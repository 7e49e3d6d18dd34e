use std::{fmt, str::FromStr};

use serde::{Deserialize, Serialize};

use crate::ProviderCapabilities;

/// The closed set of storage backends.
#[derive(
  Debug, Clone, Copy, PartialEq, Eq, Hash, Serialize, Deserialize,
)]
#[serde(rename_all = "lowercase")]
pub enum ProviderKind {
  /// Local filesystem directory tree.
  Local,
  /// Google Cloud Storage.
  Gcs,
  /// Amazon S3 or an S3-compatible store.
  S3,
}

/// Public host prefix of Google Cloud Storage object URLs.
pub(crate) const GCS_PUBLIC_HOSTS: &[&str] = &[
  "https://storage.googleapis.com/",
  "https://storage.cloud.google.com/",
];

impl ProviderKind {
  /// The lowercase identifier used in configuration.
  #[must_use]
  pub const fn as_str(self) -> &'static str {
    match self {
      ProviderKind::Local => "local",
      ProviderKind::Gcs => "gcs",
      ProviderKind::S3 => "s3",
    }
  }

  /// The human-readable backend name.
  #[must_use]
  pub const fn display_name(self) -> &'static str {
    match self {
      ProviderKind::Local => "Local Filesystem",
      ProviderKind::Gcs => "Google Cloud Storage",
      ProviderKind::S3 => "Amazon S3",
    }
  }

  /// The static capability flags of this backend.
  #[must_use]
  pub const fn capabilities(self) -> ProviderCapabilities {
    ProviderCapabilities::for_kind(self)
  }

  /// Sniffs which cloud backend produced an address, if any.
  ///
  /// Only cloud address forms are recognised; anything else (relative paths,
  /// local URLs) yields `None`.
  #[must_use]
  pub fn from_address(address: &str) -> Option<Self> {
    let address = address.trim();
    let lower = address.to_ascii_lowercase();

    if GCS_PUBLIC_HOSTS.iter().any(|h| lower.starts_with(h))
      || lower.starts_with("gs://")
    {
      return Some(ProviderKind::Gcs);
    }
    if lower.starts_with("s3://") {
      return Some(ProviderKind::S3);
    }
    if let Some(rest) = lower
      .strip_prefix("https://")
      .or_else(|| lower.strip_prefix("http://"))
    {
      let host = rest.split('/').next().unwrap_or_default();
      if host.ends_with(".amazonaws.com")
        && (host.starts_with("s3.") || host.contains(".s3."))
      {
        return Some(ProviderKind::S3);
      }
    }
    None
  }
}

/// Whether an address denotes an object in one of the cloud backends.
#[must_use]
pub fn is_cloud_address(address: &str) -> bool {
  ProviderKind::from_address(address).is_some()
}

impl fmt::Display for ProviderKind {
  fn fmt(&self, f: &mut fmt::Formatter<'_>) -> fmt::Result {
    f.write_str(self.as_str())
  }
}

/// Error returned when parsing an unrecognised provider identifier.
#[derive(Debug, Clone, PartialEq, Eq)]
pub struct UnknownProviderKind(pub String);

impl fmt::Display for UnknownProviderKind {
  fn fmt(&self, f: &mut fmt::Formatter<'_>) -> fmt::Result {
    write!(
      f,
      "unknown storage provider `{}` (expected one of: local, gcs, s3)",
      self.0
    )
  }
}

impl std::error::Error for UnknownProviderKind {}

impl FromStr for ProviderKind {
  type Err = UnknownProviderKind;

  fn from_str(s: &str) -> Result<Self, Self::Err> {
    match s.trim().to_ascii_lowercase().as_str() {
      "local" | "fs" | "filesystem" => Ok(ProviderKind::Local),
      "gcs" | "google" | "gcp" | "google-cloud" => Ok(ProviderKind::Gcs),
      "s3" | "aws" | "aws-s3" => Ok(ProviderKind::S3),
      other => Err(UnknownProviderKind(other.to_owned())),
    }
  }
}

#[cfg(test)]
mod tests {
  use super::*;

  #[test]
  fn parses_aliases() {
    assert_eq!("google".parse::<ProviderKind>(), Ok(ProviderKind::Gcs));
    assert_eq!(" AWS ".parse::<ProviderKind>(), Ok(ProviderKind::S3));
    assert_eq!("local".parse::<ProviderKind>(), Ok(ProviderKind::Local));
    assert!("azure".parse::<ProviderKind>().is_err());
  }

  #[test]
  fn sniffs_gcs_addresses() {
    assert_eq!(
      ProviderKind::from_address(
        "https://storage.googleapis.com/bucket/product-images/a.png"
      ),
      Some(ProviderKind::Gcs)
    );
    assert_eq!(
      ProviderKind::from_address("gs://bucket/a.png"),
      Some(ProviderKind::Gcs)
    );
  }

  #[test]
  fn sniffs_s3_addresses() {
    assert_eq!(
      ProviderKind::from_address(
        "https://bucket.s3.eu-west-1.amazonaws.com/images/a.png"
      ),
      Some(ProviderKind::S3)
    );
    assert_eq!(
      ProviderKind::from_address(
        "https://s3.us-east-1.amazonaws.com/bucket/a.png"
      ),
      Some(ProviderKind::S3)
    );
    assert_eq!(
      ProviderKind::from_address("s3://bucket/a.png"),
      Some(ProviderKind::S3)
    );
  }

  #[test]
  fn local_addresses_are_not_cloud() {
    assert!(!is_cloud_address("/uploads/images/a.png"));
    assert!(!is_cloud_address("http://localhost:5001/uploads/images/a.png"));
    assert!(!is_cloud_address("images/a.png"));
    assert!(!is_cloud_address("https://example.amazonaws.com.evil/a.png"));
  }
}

####################

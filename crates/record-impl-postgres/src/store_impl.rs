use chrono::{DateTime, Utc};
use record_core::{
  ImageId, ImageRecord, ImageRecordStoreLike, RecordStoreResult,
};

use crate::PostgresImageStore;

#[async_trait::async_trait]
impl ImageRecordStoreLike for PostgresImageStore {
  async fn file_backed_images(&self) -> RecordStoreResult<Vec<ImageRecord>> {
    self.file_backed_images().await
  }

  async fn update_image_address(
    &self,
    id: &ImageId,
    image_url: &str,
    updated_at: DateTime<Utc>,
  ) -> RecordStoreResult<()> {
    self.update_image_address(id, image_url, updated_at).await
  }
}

####################

▶ PROBLEM
Answer with a single number: how many lines above hold the word "URLs"?

▶ ANSWER
2